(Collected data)
*** Block opens ***
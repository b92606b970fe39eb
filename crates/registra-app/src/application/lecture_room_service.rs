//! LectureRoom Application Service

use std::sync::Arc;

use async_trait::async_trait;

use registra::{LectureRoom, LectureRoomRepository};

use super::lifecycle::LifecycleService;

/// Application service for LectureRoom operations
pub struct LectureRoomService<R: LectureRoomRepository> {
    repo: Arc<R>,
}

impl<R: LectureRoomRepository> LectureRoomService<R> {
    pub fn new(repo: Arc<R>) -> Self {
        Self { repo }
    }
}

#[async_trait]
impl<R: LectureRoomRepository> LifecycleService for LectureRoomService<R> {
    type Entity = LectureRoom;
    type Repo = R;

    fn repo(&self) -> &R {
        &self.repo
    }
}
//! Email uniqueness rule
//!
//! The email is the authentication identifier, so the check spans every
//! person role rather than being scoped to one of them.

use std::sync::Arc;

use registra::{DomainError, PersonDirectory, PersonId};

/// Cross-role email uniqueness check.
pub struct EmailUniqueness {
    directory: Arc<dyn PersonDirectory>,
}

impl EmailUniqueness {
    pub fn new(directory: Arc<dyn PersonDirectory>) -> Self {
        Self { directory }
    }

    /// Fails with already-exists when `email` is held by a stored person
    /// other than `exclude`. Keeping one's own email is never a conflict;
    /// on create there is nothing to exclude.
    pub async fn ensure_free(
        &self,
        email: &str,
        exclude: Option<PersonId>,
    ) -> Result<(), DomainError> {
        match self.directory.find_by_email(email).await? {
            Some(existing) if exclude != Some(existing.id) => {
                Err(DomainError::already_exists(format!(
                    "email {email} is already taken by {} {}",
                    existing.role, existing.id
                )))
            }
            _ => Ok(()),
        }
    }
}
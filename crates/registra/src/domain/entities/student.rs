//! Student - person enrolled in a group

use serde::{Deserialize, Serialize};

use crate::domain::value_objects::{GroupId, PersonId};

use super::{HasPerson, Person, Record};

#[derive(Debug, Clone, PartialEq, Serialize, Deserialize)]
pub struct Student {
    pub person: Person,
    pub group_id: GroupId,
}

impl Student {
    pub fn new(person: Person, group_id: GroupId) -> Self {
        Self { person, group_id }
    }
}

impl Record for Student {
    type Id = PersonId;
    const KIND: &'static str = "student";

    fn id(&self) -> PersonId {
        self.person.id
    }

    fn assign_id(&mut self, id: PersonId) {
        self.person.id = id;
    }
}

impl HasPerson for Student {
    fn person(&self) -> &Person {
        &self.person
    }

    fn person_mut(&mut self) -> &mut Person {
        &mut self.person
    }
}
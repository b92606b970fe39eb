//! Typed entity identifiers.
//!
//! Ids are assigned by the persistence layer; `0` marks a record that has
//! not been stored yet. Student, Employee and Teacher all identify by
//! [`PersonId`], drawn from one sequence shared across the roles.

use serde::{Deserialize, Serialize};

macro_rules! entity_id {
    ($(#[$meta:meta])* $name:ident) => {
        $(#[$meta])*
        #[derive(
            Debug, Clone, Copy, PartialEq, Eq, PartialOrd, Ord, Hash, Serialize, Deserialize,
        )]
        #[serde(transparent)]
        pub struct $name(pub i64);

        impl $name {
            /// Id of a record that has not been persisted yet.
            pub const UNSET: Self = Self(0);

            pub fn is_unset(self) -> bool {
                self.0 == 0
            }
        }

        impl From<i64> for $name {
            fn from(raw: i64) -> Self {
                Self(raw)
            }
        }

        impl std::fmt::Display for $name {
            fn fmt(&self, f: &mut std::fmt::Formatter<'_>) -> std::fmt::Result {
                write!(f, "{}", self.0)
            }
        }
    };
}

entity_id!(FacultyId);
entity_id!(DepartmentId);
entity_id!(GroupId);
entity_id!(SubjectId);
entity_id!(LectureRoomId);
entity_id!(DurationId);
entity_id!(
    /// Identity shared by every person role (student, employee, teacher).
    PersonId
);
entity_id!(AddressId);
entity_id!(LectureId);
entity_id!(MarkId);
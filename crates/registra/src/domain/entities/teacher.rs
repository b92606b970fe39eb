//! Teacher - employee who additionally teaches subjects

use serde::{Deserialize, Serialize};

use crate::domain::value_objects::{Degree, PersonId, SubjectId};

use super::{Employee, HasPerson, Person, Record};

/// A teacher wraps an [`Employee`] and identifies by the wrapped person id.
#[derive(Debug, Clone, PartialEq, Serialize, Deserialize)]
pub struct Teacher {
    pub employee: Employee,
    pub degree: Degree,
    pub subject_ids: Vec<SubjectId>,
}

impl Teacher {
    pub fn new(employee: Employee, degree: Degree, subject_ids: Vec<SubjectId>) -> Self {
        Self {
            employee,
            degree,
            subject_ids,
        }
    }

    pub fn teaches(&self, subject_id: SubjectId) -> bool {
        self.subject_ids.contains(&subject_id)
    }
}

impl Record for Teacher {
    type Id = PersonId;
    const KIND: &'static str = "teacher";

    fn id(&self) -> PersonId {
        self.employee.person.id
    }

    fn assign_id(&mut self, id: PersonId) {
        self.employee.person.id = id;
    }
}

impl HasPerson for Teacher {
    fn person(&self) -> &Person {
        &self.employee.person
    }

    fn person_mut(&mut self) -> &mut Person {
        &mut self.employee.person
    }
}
*** Block closes ***
- [What to do]:
Where does the string "PersonDirectory" appear in the records above? Show every line that holds it.

- [Problem solution]:
use registra::{DomainError, PersonDirectory, PersonId};
    directory: Arc<dyn PersonDirectory>,
    pub fn new(directory: Arc<dyn PersonDirectory>) -> Self {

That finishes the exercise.